South Korean President Moon Jae-in's visit to China, which began on 13 December, was supposed to help defuse geopolitical tension between the two countries.
But tension within the visiting delegation rose yesterday when the South Korean journalists accompanying President Moon found themselves being kept away from the rest of the delegation by Chinese plainclothes security officials.
When two South Korean photo-journalists began to complain, they were punched and kicked by security agents. The journalists, who work for Hankookilbo and Maeil business, had to be hospitalized with blood on their face and, for one of them, a serious injury to the right eye. All this took place in public and was broadcasted in South Korea by public TV broadcaster KBS, causing an outcry there.

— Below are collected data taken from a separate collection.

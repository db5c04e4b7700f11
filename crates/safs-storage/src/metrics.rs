//! I/O statistics reporting.

use std::path::Path;

use serde::{Deserialize, Serialize};
use tracing::info;

use crate::cache::CacheStats;
use crate::error::StorageResult;
use crate::io_scheduler::IoSchedulerStats;

/// Combined statistics snapshot.
#[derive(Debug, Clone, Default, PartialEq, Serialize, Deserialize)]
pub struct SafsStats {
    /// Registered logical files
    pub files: usize,
    /// Logical files with at least one open handle
    pub open_files: usize,
    /// Scheduler counters
    pub io: IoSchedulerStats,
    /// Cache counters
    pub cache: CacheStats,
}

impl SafsStats {
    /// Logs the snapshot at info level.
    pub fn log_summary(&self) {
        info!(
            "I/O stats: submitted={}, dispatched={}, merged={}, cancelled={}, failed={}, \
             read={}B, written={}B, per_device={:?}",
            self.io.submitted,
            self.io.dispatched,
            self.io.merged,
            self.io.cancelled,
            self.io.failed,
            self.io.bytes_read,
            self.io.bytes_written,
            self.io.per_device_ops
        );
        info!(
            "Cache stats: hits={}, misses={}, hit_rate={:.3}, evictions={}, writebacks={}, \
             failed_writebacks={}, resident={}/{}",
            self.cache.hits,
            self.cache.misses,
            self.cache.hit_rate(),
            self.cache.evictions,
            self.cache.writebacks,
            self.cache.failed_writebacks,
            self.cache.resident_frames,
            self.cache.capacity_frames
        );
    }

    /// Writes the snapshot as pretty JSON.
    pub fn write_profile(&self, path: &Path) -> StorageResult<()> {
        let text = serde_json::to_string_pretty(self)?;
        std::fs::write(path, text)?;
        info!("Wrote I/O profile to {}", path.display());
        Ok(())
    }
}
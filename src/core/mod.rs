//! Core business logic: configuration, authentication, check-ins, and
//! database access.

pub mod auth;
pub mod checkin;
pub mod config;
pub mod db;
pub mod error;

The South Korean government has requested an official apology, and the request has received the support of many organizations including RSF, the International Federation of Journalists, the Foreign Correspondents' Club of China, the Korea Press Photographer's Association and the Journalists Association of Korea.
Hostility encouraged by the authorities
"Journalists are full members of a visiting foreign delegation and the Chinese authorities are under the obligation to guarantee their safety, just as they do for all the other members of the delegation," said Cédric Alviani, the head of RSF's East Asia bureau.
"But Chinese state propaganda openly portrays foreign journalists as enemies so it is no surprise that security agents felt hostility towards them and even felt they could act with impunity."
Harassment of foreign journalists is nothing new in China. After the clampdown on the national media and bloggers and the reinforcement of the "Great Firewall," foreign reporters are the last bastion of freely reported news and information in China.
Ironically, this incident comes just a week after Beijing hosted the first South-South Human Rights Forum, during which President Xi Jinping's government exalted an "alternative" human rights model that excludes media freedom and universal principles.
China is still very near the bottom of RSF's World Press Freedom Index – 176th out of 180 countries.